Menurutnya, kebijakan untuk kembali melakukan perampingan sangat mungkin diambil, karena BUMN harus menyesuaikan dengan situasi dan kondisi terkini dari masing-masing industrinya. ”Apakah dirampingkan? Dimungkinkan, tergantung dari situasi industrinya,” ujarnya di Palembang, Sumatera Selatan, Minggu 24 Oktober 2021.
Hingga saat ini Kementerian BUMN sudah merampingkan jumlah BUMN dengan cara menggabungkan perusahaan sejenis dan membuat induk usahanya. Alhasil jumlah BUMN berkurang dari 108 perusahaan menjadi hanya 41 perusahaan.

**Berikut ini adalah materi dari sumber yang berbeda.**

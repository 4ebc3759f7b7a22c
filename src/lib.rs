// Library interface for squadrs modules
// The CLI and the integration tests both go through this crate root

pub mod chat;
pub mod config;
pub mod dashboard;
pub mod error;
pub mod export;
pub mod flags;
pub mod import;
pub mod load;
pub mod logging;
pub mod models;
pub mod schedule;
pub mod validation;
pub mod wellness;

// Re-export commonly used types for convenience
pub use models::*;
pub use config::AppConfig;
pub use dashboard::{PlayerSnapshot, SquadAnalyzer, SquadOverview};
pub use error::{Result, SquadError};
pub use flags::{detect_red_flags, RedFlag, RedFlagDetector, RedFlagInputs, RedFlagKind, RedFlagThresholds};
pub use load::{monotony, session_load, strain, LoadCalculator, MetricsConfig, WeeklyLoadSummary};
pub use logging::{LogConfig, LogFormat, LogLevel};
pub use wellness::{
    average_sleep_hours, average_wellness, readiness_score, sleep_duration_hours,
    wellness_average_from_row, ReadinessInputs, ReadinessLevel,
};

/// Round half away from zero to a number of decimal places
pub(crate) fn round_to(value: f64, places: i32) -> f64 {
    let factor = 10f64.powi(places);
    (value * factor).round() / factor
}
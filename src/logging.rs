//! Structured logging for squadrs
//!
//! Stdout output in pretty, JSON or compact form, with an optional JSON log
//! file that rolls daily.

use serde::{Deserialize, Serialize};
use std::fs;
use std::path::{Path, PathBuf};
use tracing::Level;
use tracing_subscriber::{
    fmt::{self, format::FmtSpan},
    layer::SubscriberExt,
    util::SubscriberInitExt,
    EnvFilter, Layer,
};

/// Logging configuration
#[derive(Debug, Clone, PartialEq, Serialize, Deserialize)]
pub struct LogConfig {
    /// Log level (error, warn, info, debug, trace)
    pub level: LogLevel,

    /// Output format (pretty, json, compact)
    pub format: LogFormat,

    /// Log file path (None for stdout only)
    pub file_path: Option<PathBuf>,

    /// Roll the log file daily
    pub rotation: bool,

    /// Include span information
    pub include_spans: bool,
}

impl Default for LogConfig {
    fn default() -> Self {
        Self {
            level: LogLevel::Warn,
            format: LogFormat::Pretty,
            file_path: None,
            rotation: true,
            include_spans: false,
        }
    }
}

/// Log level enum
#[derive(Debug, Clone, Copy, PartialEq, Eq, Serialize, Deserialize)]
#[serde(rename_all = "lowercase")]
pub enum LogLevel {
    Error,
    Warn,
    Info,
    Debug,
    Trace,
}

impl LogLevel {
    /// Map a repeated `-v` count onto a level, starting from warn
    pub fn from_verbosity(verbose: u8) -> Self {
        match verbose {
            0 => LogLevel::Warn,
            1 => LogLevel::Info,
            2 => LogLevel::Debug,
            _ => LogLevel::Trace,
        }
    }

    pub fn to_tracing_level(&self) -> Level {
        match self {
            LogLevel::Error => Level::ERROR,
            LogLevel::Warn => Level::WARN,
            LogLevel::Info => Level::INFO,
            LogLevel::Debug => Level::DEBUG,
            LogLevel::Trace => Level::TRACE,
        }
    }

    pub fn to_filter(&self) -> &'static str {
        match self {
            LogLevel::Error => "error",
            LogLevel::Warn => "warn",
            LogLevel::Info => "info",
            LogLevel::Debug => "debug",
            LogLevel::Trace => "trace",
        }
    }
}

impl std::str::FromStr for LogLevel {
    type Err = String;

    fn from_str(s: &str) -> Result<Self, Self::Err> {
        match s.to_lowercase().as_str() {
            "error" => Ok(LogLevel::Error),
            "warn" | "warning" => Ok(LogLevel::Warn),
            "info" => Ok(LogLevel::Info),
            "debug" => Ok(LogLevel::Debug),
            "trace" => Ok(LogLevel::Trace),
            _ => Err(format!("Invalid log level: {}", s)),
        }
    }
}

/// Log output format
#[derive(Debug, Clone, Copy, PartialEq, Eq, Serialize, Deserialize)]
#[serde(rename_all = "lowercase")]
pub enum LogFormat {
    /// Human-readable format with colors
    Pretty,
    /// One JSON object per event
    Json,
    /// Compact single-line format
    Compact,
}

impl std::str::FromStr for LogFormat {
    type Err = String;

    fn from_str(s: &str) -> Result<Self, Self::Err> {
        match s.to_lowercase().as_str() {
            "pretty" => Ok(LogFormat::Pretty),
            "json" => Ok(LogFormat::Json),
            "compact" => Ok(LogFormat::Compact),
            _ => Err(format!("Invalid log format: {}", s)),
        }
    }
}

/// Initialize the global subscriber; `RUST_LOG` overrides the configured level
pub fn init_logging(config: &LogConfig) -> anyhow::Result<()> {
    let filter = EnvFilter::try_from_default_env()
        .unwrap_or_else(|_| EnvFilter::new(format!("squadrs={}", config.level.to_filter())));

    let span_events = if config.include_spans {
        FmtSpan::ENTER | FmtSpan::CLOSE
    } else {
        FmtSpan::NONE
    };

    let stdout_layer = match config.format {
        LogFormat::Pretty => fmt::layer()
            .with_writer(std::io::stderr)
            .with_target(true)
            .with_line_number(true)
            .with_span_events(span_events)
            .boxed(),
        LogFormat::Json => fmt::layer()
            .json()
            .with_writer(std::io::stderr)
            .with_target(true)
            .with_current_span(config.include_spans)
            .with_span_list(config.include_spans)
            .boxed(),
        LogFormat::Compact => fmt::layer()
            .compact()
            .with_writer(std::io::stderr)
            .with_target(true)
            .boxed(),
    };

    let file_layer = match &config.file_path {
        Some(file_path) => {
            let dir = file_path
                .parent()
                .filter(|p| !p.as_os_str().is_empty())
                .unwrap_or_else(|| Path::new("."));
            fs::create_dir_all(dir)?;

            let file_name = file_path
                .file_name()
                .and_then(|n| n.to_str())
                .unwrap_or("squadrs.log");

            let appender = if config.rotation {
                tracing_appender::rolling::daily(dir, file_name)
            } else {
                tracing_appender::rolling::never(dir, file_name)
            };

            Some(
                fmt::layer()
                    .json()
                    .with_writer(appender)
                    .with_target(true)
                    .with_current_span(config.include_spans)
                    .with_span_list(config.include_spans),
            )
        }
        None => None,
    };

    tracing_subscriber::registry()
        .with(filter)
        .with(stdout_layer)
        .with(file_layer)
        .try_init()?;

    tracing::info!(
        level = ?config.level,
        format = ?config.format,
        file = ?config.file_path,
        "Logging initialized"
    );

    Ok(())
}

Perampingan BUMN merupakan salah satu langkah strategis kementerian dalam proses transformasi yang sedang berlangsung sejak dua tahun terakhir. Dalam transformasi itu, Erick memangkas jumlah klaster BUMN dari 27 12 klaster dari sebelumnya yang sebanyak 27 klaster, yang aman setiap klaster dibagi atas sektor industri yang diemban BUMN.
Menurutnya, BUMN harus bertransformasi terutama dalam model bisnis karena negara mengharapkan perusahaan plat merah dapat memberikan pemasukan sebesar-besarnya.
Dalam proses transformasi itu, Kementerian BUMN telah menetapkan lima fondasi yakni perbaikan korporasi dan pelayanan publik, fokus pada bisnis inti, inovasi berbasis digitalisasi, proses bisnis yang baik dan diawali dengan transformasi sumber daya manusia.
“Jangan berpikiran, ini kan perusahaan negara. Jika rugi, kan ada negara yang bantu,” kata Erick.
Sejauh ini, BUMN mampu berkontribusi ke negara senilai Rp377 triliun melalui pajak, dividen, dan bagi hasil. Kemudian, BUMN mampu melejitkan laba hingga 365% atau pada semester I 2020 hanya mencapai Rp6 triliun. Adapun pada periode yang sama tahun 2021 mampu meraup Rp26 triliun.
Meski begitu, capaian ini belum optimal jika mengamati aset yang dimiliki BUMN yang mencapai di atas Rp9.000 triliun. Erick mengaku belum puas atas capaian yang diraih Kementerian BUMN.
Dia masih menyayangkan meski sudah diciutkan menjadi 41 BUMN, tapi sejatinya yang memberikan dividen ke negara hanya 11 BUMN. “Tapi apakah yang tidak bisa menghasilkan dividen akan dibubarkan? Tidak juga, karena dilihat juga ada BUMN yang kerjanya untuk pelayanan publik,” ujarnya.
Dia mencontohkan BUMN tersebut seperti PT KAI dan PT Pelni yang tidak mungkin dipaksa untuk meraih untung sebanyak-banyaknya karena sebagian besar kegiatannya merupakan publik service obligation (PSO).